As an example, since 1997 Law No. 9.532 has stated that taxpayers that acquire other companies with goodwill may use it as a form to reduce their Income Tax (“IRPJ”). Those transactions were broadly used during privatisations of public companies in Brazil.

For many years, the administrative jurisprudence ruled the right to deduce the goodwill was related to transactions involving companies from different economic groups, in which the goodwill was effectively paid in cash, even though the incorporation was allowed through a company constituted specifically for that (conduit companies). This was a common transaction during privatisations.

In general, the understanding of the CARF has changed and the tax authorities have ruled unfavourably on goodwill amortisation related to privatisation transactions, even when taxpayers fulfilled those previously accepted requirements.

While some foreign investors were attracted to the Brazilian market with the tax benefits of the goodwill deduction based on Law No. 9.532/1997, in which the prevailing jurisprudence was favourable to them, later those companies were surprised with the CARF’s new understanding, that maintained huge amounts of taxes as well as penalties at the rate of 150% and personal responsibility of its shareholders and directors. In other words, the taxpayers have been penalised based on similar arguments that, initially, were entirely favourable to them.

Another example of tax uncertainty in Brazil relates to the thesis named “CSLL – trânsito”. Several Brazilian companies filed lawsuits in the 1990s casting doubts on the enforceability of social contribution on net income (CSLL) established by Law No. 7.689/88, which was declared unconstitutional by several judges in individual lawsuits (decisions rendered final). Thus, taxpayers have not been obliged to collect CSLL since then.

Besides the individual decisions, aftermost the Supreme Court ruled the CSLL constitutional, as stated by the Direct Unconstitutionality Action No. 15 (June 2007). The taxpayers then faced a new instability, once many of them were not collecting CSLL. The discussion remained focused on what decision should take precedence: the individual one (to not collect CSLL) or the general issued by the Supreme Court (which ruled the law constitutional and requires the taxpayers to pay CSLL).

For many years, the CARF (including its highest council of appeals) followed the Superior Court of Appeals (STJ) in order to accept the individual decisions and to cancel the tax assessments intending to collect CSLL. However, lately we have seen that the Administrative Court has changed its understanding to maintain the tax assessment of those taxpayers who were benefited with individual decisions rendered final in order not to collect CSLL. Once again, the CARF changed its prevailing jurisprudence affecting previous facts, which causes more tax uncertainty.

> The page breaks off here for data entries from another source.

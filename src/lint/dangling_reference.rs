use crate::graph::DependencyGraph;

#[derive(Clone, Debug, Default)]
pub struct DanglingReferenceRule;

impl DanglingReferenceRule {
    pub fn check(graph: &DependencyGraph) -> Vec<String> {
        let mut errors = Vec::new();
        for key in graph.nodes() {
            if graph.task(key).is_some() {
                continue;
            }
            let referrers: Vec<String> = graph
                .predecessors(key)
                .chain(graph.successors(key))
                .map(|other| other.canonical_name())
                .collect();
            errors.push(format!(
                "dangling_reference: '{}' in {} has no descriptor (referenced by {})",
                key.task,
                key.scope,
                referrers.join(", ")
            ));
        }
        errors
    }
}

#[cfg(test)]
mod tests {
    use super::*;
    use crate::{
        scope::Scope,
        task::{DependencyRef, TaskDescriptor, TaskKind},
    };

    #[test]
    fn reports_missing_targets() {
        let mut task = TaskDescriptor::new("netconfig", TaskKind::Puppet, Scope::node("1"));
        task.requires.push(DependencyRef::local("hiera"));
        let errors = DanglingReferenceRule::check(&DependencyGraph::from_tasks([task]));
        assert_eq!(
            errors,
            vec![
                "dangling_reference: 'hiera' in node 1 has no descriptor (referenced by netconfig_1)"
            ]
        );
    }
}
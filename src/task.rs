//! Typed task descriptors and the dependency pairs they induce.

use serde_json::{Map, Value};
use std::fmt;

use crate::{
    error::{ErrorLocation, F2sError, Result},
    model::{DepRefDoc, TaskDoc},
    scope::{Scope, TaskKey},
};

/// Closed set of task types understood by the resource mapper.
///
/// Kinds outside the set are kept as [`TaskKind::Other`] so they still take
/// part in the graph; they are rejected only when a resource is planned.
#[derive(Debug, Clone, PartialEq, Eq, Hash)]
pub enum TaskKind {
    /// Ordinary configuration apply backed by a per-task manifest.
    Puppet,
    Shell,
    Sync,
    CopyFiles,
    /// No-op placeholder.
    Skipped,
    UploadFile,
    /// Virtual node closing over its member tasks.
    Group,
    Other(String),
}

impl TaskKind {
    pub fn parse(raw: &str) -> TaskKind {
        match raw {
            "puppet" => TaskKind::Puppet,
            "shell" => TaskKind::Shell,
            "sync" => TaskKind::Sync,
            "copy_files" => TaskKind::CopyFiles,
            "skipped" => TaskKind::Skipped,
            "upload_file" => TaskKind::UploadFile,
            "group" => TaskKind::Group,
            other => TaskKind::Other(other.to_string()),
        }
    }

    pub fn as_str(&self) -> &str {
        match self {
            TaskKind::Puppet => "puppet",
            TaskKind::Shell => "shell",
            TaskKind::Sync => "sync",
            TaskKind::CopyFiles => "copy_files",
            TaskKind::Skipped => "skipped",
            TaskKind::UploadFile => "upload_file",
            TaskKind::Group => "group",
            TaskKind::Other(other) => other,
        }
    }

    /// Whether the kind maps onto a resource.
    pub fn is_actionable(&self) -> bool {
        !matches!(self, TaskKind::Group | TaskKind::Other(_))
    }
}

impl fmt::Display for TaskKind {
    fn fmt(&self, f: &mut fmt::Formatter<'_>) -> fmt::Result {
        f.write_str(self.as_str())
    }
}

/// Reference to another task, optionally pinned to a node.
#[derive(Debug, Clone, PartialEq, Eq)]
pub struct DependencyRef {
    pub name: String,
    pub node: Option<Scope>,
}

impl DependencyRef {
    pub fn local(name: impl Into<String>) -> Self {
        DependencyRef {
            name: name.into(),
            node: None,
        }
    }

    pub fn on(name: impl Into<String>, scope: Scope) -> Self {
        DependencyRef {
            name: name.into(),
            node: Some(scope),
        }
    }

    /// Graph identity of the target, defaulting to the referrer's scope.
    pub fn resolve(&self, referrer: &Scope) -> TaskKey {
        let scope = self.node.clone().unwrap_or_else(|| referrer.clone());
        TaskKey::new(scope, self.name.clone())
    }

    fn from_doc(doc: DepRefDoc) -> Self {
        match doc {
            DepRefDoc::Name(name) => DependencyRef::local(name),
            DepRefDoc::Ref { name, node_id, .. } => DependencyRef {
                name,
                node: node_id.map(|id| match id {
                    Some(id) => Scope::parse(&id.to_string()),
                    None => Scope::Anchor,
                }),
            },
        }
    }

    fn is_other_scope(&self, own: &Scope) -> bool {
        self.node.as_ref() != Some(own)
    }
}

#[derive(Debug, Clone, PartialEq)]
pub struct TaskDescriptor {
    pub id: String,
    pub kind: TaskKind,
    pub scope: Scope,
    pub parameters: Map<String, Value>,
    pub requires: Vec<DependencyRef>,
    pub required_for: Vec<DependencyRef>,
    pub groups: Vec<String>,
    pub tasks: Vec<String>,
    pub roles: Vec<String>,
    pub cross_depends: Vec<DependencyRef>,
    pub cross_depended_by: Vec<DependencyRef>,
    pub condition: Option<Value>,
}

impl TaskDescriptor {
    /// Minimal descriptor, mostly useful for building graphs by hand.
    pub fn new(id: impl Into<String>, kind: TaskKind, scope: Scope) -> Self {
        TaskDescriptor {
            id: id.into(),
            kind,
            scope,
            parameters: Map::new(),
            requires: Vec::new(),
            required_for: Vec::new(),
            groups: Vec::new(),
            tasks: Vec::new(),
            roles: Vec::new(),
            cross_depends: Vec::new(),
            cross_depended_by: Vec::new(),
            condition: None,
        }
    }

    /// Normalize a raw descriptor loaded from `scope`.
    pub fn from_doc(doc: TaskDoc, scope: Scope, location: ErrorLocation) -> Result<Self> {
        let id = doc
            .id
            .filter(|id| !id.trim().is_empty())
            .ok_or_else(|| F2sError::MissingField {
                field: "id",
                location: location.clone(),
            })?;
        let kind = doc
            .kind
            .filter(|kind| !kind.trim().is_empty())
            .ok_or_else(|| F2sError::MissingField {
                field: "type",
                location: location.clone(),
            })?;
        let parameters = match doc.parameters {
            None | Some(Value::Null) => Map::new(),
            Some(Value::Object(map)) => map,
            Some(other) => {
                return Err(F2sError::InvalidParameters {
                    task: id,
                    scope: scope.to_string(),
                    message: format!("parameters must be a mapping, found {other}"),
                });
            }
        };
        let refs = |list: Option<Vec<DepRefDoc>>| -> Vec<DependencyRef> {
            list.unwrap_or_default()
                .into_iter()
                .map(DependencyRef::from_doc)
                .collect()
        };

        Ok(TaskDescriptor {
            id,
            kind: TaskKind::parse(kind.trim()),
            scope,
            parameters,
            requires: refs(doc.requires),
            required_for: refs(doc.required_for),
            groups: doc.groups.unwrap_or_default(),
            tasks: doc.tasks.unwrap_or_default(),
            roles: doc.roles.map(|r| r.into_vec()).unwrap_or_default(),
            cross_depends: refs(doc.cross_depends),
            cross_depended_by: refs(doc.cross_depended_by),
            condition: doc.condition.filter(|c| !c.is_null()),
        })
    }

    pub fn key(&self) -> TaskKey {
        TaskKey::new(self.scope.clone(), self.id.clone())
    }

    pub fn canonical_name(&self) -> String {
        self.key().canonical_name()
    }

    /// Local dependency pairs `(before, after)`; never yields a self pair.
    pub fn edges(&self) -> impl Iterator<Item = (TaskKey, TaskKey)> + '_ {
        let required_for = self
            .required_for
            .iter()
            .map(|dep| (self.key(), dep.resolve(&self.scope)));
        let requires = self
            .requires
            .iter()
            .map(|dep| (dep.resolve(&self.scope), self.key()));
        let groups = self
            .groups
            .iter()
            .map(|group| (self.key(), TaskKey::new(self.scope.clone(), group.clone())));
        let members = self
            .tasks
            .iter()
            .map(|member| (TaskKey::new(self.scope.clone(), member.clone()), self.key()));

        required_for
            .chain(requires)
            .chain(groups)
            .chain(members)
            .filter(|(from, to)| from != to)
    }

    /// Pairs towards concrete tasks on other nodes.
    pub fn cross_edges(&self) -> impl Iterator<Item = (TaskKey, TaskKey)> + '_ {
        let preds = self
            .cross_depends
            .iter()
            .filter(|dep| dep.node.is_some() && dep.is_other_scope(&self.scope))
            .map(|dep| (dep.resolve(&self.scope), self.key()));
        let succs = self
            .cross_depended_by
            .iter()
            .filter(|dep| dep.node.is_some() && dep.is_other_scope(&self.scope))
            .map(|dep| (self.key(), dep.resolve(&self.scope)));
        preds.chain(succs)
    }

    /// Ids of tasks this one waits for on other nodes.
    pub fn cross_node(&self) -> impl Iterator<Item = &str> + '_ {
        self.cross_depends
            .iter()
            .filter(|dep| dep.is_other_scope(&self.scope))
            .map(|dep| dep.name.as_str())
    }

    /// Ids of tasks on other nodes waiting for this one.
    pub fn cross_successors(&self) -> impl Iterator<Item = &str> + '_ {
        self.cross_depended_by
            .iter()
            .filter(|dep| dep.is_other_scope(&self.scope))
            .map(|dep| dep.name.as_str())
    }

    pub fn is_conditional(&self) -> bool {
        match &self.condition {
            None | Some(Value::Null) => false,
            Some(Value::Bool(b)) => *b,
            Some(Value::String(s)) => !s.trim().is_empty(),
            Some(_) => true,
        }
    }

    /// Role names used to aggregate compositions; falls back to `groups`.
    pub fn grouping(&self) -> &[String] {
        if self.roles.is_empty() {
            &self.groups
        } else {
            &self.roles
        }
    }
}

In light of that context, Law No. 13.655/2018 comes to protect the taxpayers against those changes in the jurisprudence, especially when transactions were structured in accordance with the majority understanding at the time, but posteriorly the Courts modify it. As exposed above, unfortunately this a regular situation in Brazil. The attorneys of the Federal Revenue Service have been required by CARF to launch its opinion regarding the effects of Law No. 13.655/2018, which remains pending.

Be that as it may, taxpayers have the right to be ruled based on the prevalent jurisprudence applicable during its facts. Assessments in discordance with the prevailing decisions of the time when the facts occurred (in general, adding qualified penalties and personal responsibility) reveal a certain unfair procedure.

We expect that, collectively, the administrative and judiciary tax courts, not only the CARF, will apply the rules provided by the Law No. 13.655/2018 to secure tax legal safety as already established by Federal Constitution and the National Tax Code.